=== Begin Enclosure ===
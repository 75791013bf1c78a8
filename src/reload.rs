//! Shadow-register reload protocol
//!
//! Register writes made through the driver are staged in shadow registers.
//! A reload copies them into the active set, either immediately or at the
//! next vertical blanking period (tear-free). Only one reload can be pending
//! at a time; see [`DriverState`] for the state machine.
//!
//! Waiting is cooperative:
//! - an immediate reload is short, so the caller polls the hardware flag and
//!   yields between polls;
//! - a vertical-blanking reload can take a whole frame, so the caller
//!   suspends and the reload interrupt resumes it. At most one thread can be
//!   suspended this way; the slot it occupies is released when the wait ends.

use core::cell::Cell;

use critical_section::{CriticalSection, Mutex};

use crate::driver::Ltdc;
use crate::error::Error;
use crate::interface::RegisterInterface;
use crate::registers::{SRCR, SRCR_IMR, SRCR_VBR};
use crate::runtime::{BusMutex, Scheduler};
use crate::state::{DriverState, Transition};

/// When staged registers become active
#[derive(Clone, Copy, PartialEq, Eq, Debug)]
pub enum ReloadTiming {
    /// As soon as possible, possibly mid-frame
    Immediate,
    /// At the start of the next vertical blanking period
    VerticalBlanking,
}

impl ReloadTiming {
    const fn request_bit(self) -> u32 {
        match self {
            Self::Immediate => SRCR_IMR,
            Self::VerticalBlanking => SRCR_VBR,
        }
    }
}

/// Holds the one thread allowed to block on a pending reload
///
/// Each claim is numbered, so a ticket only ever empties the slot it filled
/// and never evicts a later waiter.
pub(crate) struct WaitSlot<T> {
    slot: Mutex<Cell<Option<(u32, T)>>>,
    generation: Mutex<Cell<u32>>,
}

impl<T> WaitSlot<T> {
    pub(crate) const fn new() -> Self {
        Self {
            slot: Mutex::new(Cell::new(None)),
            generation: Mutex::new(Cell::new(0)),
        }
    }

    /// Put `thread` in the slot
    ///
    /// The returned ticket empties the slot when dropped, unless the
    /// interrupt handler already took the thread out to resume it.
    pub(crate) fn claim(
        &self,
        cs: CriticalSection<'_>,
        thread: T,
    ) -> Result<WaitTicket<'_, T>, Error> {
        let cell = self.slot.borrow(cs);
        let occupant = cell.take();
        if occupant.is_some() {
            cell.set(occupant);
            return Err(Error::AlreadyWaiting);
        }
        let generation = self.generation.borrow(cs);
        let id = generation.get().wrapping_add(1);
        generation.set(id);
        cell.set(Some((id, thread)));
        Ok(WaitTicket { slot: self, id })
    }

    /// Remove the waiting thread, if any
    pub(crate) fn take(&self, cs: CriticalSection<'_>) -> Option<T> {
        self.slot.borrow(cs).take().map(|(_, thread)| thread)
    }

    /// Remove the waiting thread only if it was put there by claim `id`
    fn release(&self, cs: CriticalSection<'_>, id: u32) {
        let cell = self.slot.borrow(cs);
        let occupant = cell.take();
        if occupant.as_ref().is_some_and(|(owner, _)| *owner != id) {
            cell.set(occupant);
        }
    }

    pub(crate) fn is_occupied(&self, cs: CriticalSection<'_>) -> bool {
        let cell = self.slot.borrow(cs);
        let occupant = cell.take();
        let occupied = occupant.is_some();
        cell.set(occupant);
        occupied
    }
}

/// Proof of occupying a [`WaitSlot`]
#[must_use]
pub(crate) struct WaitTicket<'a, T> {
    slot: &'a WaitSlot<T>,
    id: u32,
}

impl<T> Drop for WaitTicket<'_, T> {
    fn drop(&mut self) {
        critical_section::with(|cs| self.slot.release(cs, self.id));
    }
}

impl<R, S, M> Ltdc<R, S, M>
where
    R: RegisterInterface,
    S: Scheduler,
    M: BusMutex,
{
    /// Request a reload and return without waiting
    ///
    /// # Errors
    ///
    /// - [`Error::ReloadInProgress`] if a reload is already pending
    /// - [`Error::InvalidState`] unless the controller is running
    pub fn start_reload(&self, timing: ReloadTiming) -> Result<(), Error> {
        critical_section::with(|cs| self.begin_reload(cs, timing))
    }

    fn begin_reload(&self, cs: CriticalSection<'_>, timing: ReloadTiming) -> Result<(), Error> {
        self.transition(cs, Transition::RequestReload)?;
        self.regs.write(SRCR, timing.request_bit());
        log::trace!("reload requested: {:?}", timing);
        Ok(())
    }

    /// Request a reload and block until the hardware has performed it
    ///
    /// # Errors
    ///
    /// - [`Error::ReloadInProgress`] if a reload is already pending
    /// - [`Error::AlreadyWaiting`] if another thread is blocked on a reload
    /// - [`Error::InvalidState`] unless the controller is running
    pub fn reload(&self, timing: ReloadTiming) -> Result<(), Error> {
        match timing {
            ReloadTiming::Immediate => {
                self.start_reload(timing)?;
                self.wait_reload_done();
                critical_section::with(|cs| self.transition(cs, Transition::CompleteReload))?;
            }
            ReloadTiming::VerticalBlanking => {
                let _ticket = critical_section::with(|cs| {
                    self.state_in(cs).next(Transition::RequestReload)?;
                    let ticket = self.waiter.claim(cs, self.scheduler.current())?;
                    self.begin_reload(cs, timing)?;
                    Ok::<_, Error>(ticket)
                })?;
                while self.is_reloading() {
                    self.scheduler.suspend();
                }
            }
        }
        Ok(())
    }

    /// Whether the hardware still has a reload pending
    ///
    /// Observing a finished reload while the driver is still
    /// [`Reloading`](DriverState::Reloading) completes the transition, so a
    /// caller can poll this instead of servicing the reload interrupt.
    pub fn is_reloading(&self) -> bool {
        critical_section::with(|cs| {
            let busy = self.regs.read(SRCR) & (SRCR_IMR | SRCR_VBR) != 0;
            if !busy && self.state_in(cs) == DriverState::Reloading {
                self.set_state(cs, DriverState::Ready);
                log::trace!("reload completed (polled)");
            }
            busy
        })
    }

    /// Whether a thread is blocked in [`reload`](Self::reload)
    pub fn has_waiter(&self) -> bool {
        critical_section::with(|cs| self.waiter.is_occupied(cs))
    }

    /// Immediate reload outside the state machine, used while (re)configuring
    pub(crate) fn force_reload(&self) {
        self.regs.write(SRCR, SRCR_IMR);
        self.wait_reload_done();
    }

    fn wait_reload_done(&self) {
        while self.regs.read(SRCR) & (SRCR_IMR | SRCR_VBR) != 0 {
            self.scheduler.yield_now();
        }
    }
}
=== End Enclosure ===
Your task ▸ In the listing above, find each line with the word "pending" and return it.

Answer for this exercise ▸
//! next vertical blanking period (tear-free). Only one reload can be pending
/// Holds the one thread allowed to block on a pending reload
    /// - [`Error::ReloadInProgress`] if a reload is already pending
    /// - [`Error::ReloadInProgress`] if a reload is already pending
    /// Whether the hardware still has a reload pending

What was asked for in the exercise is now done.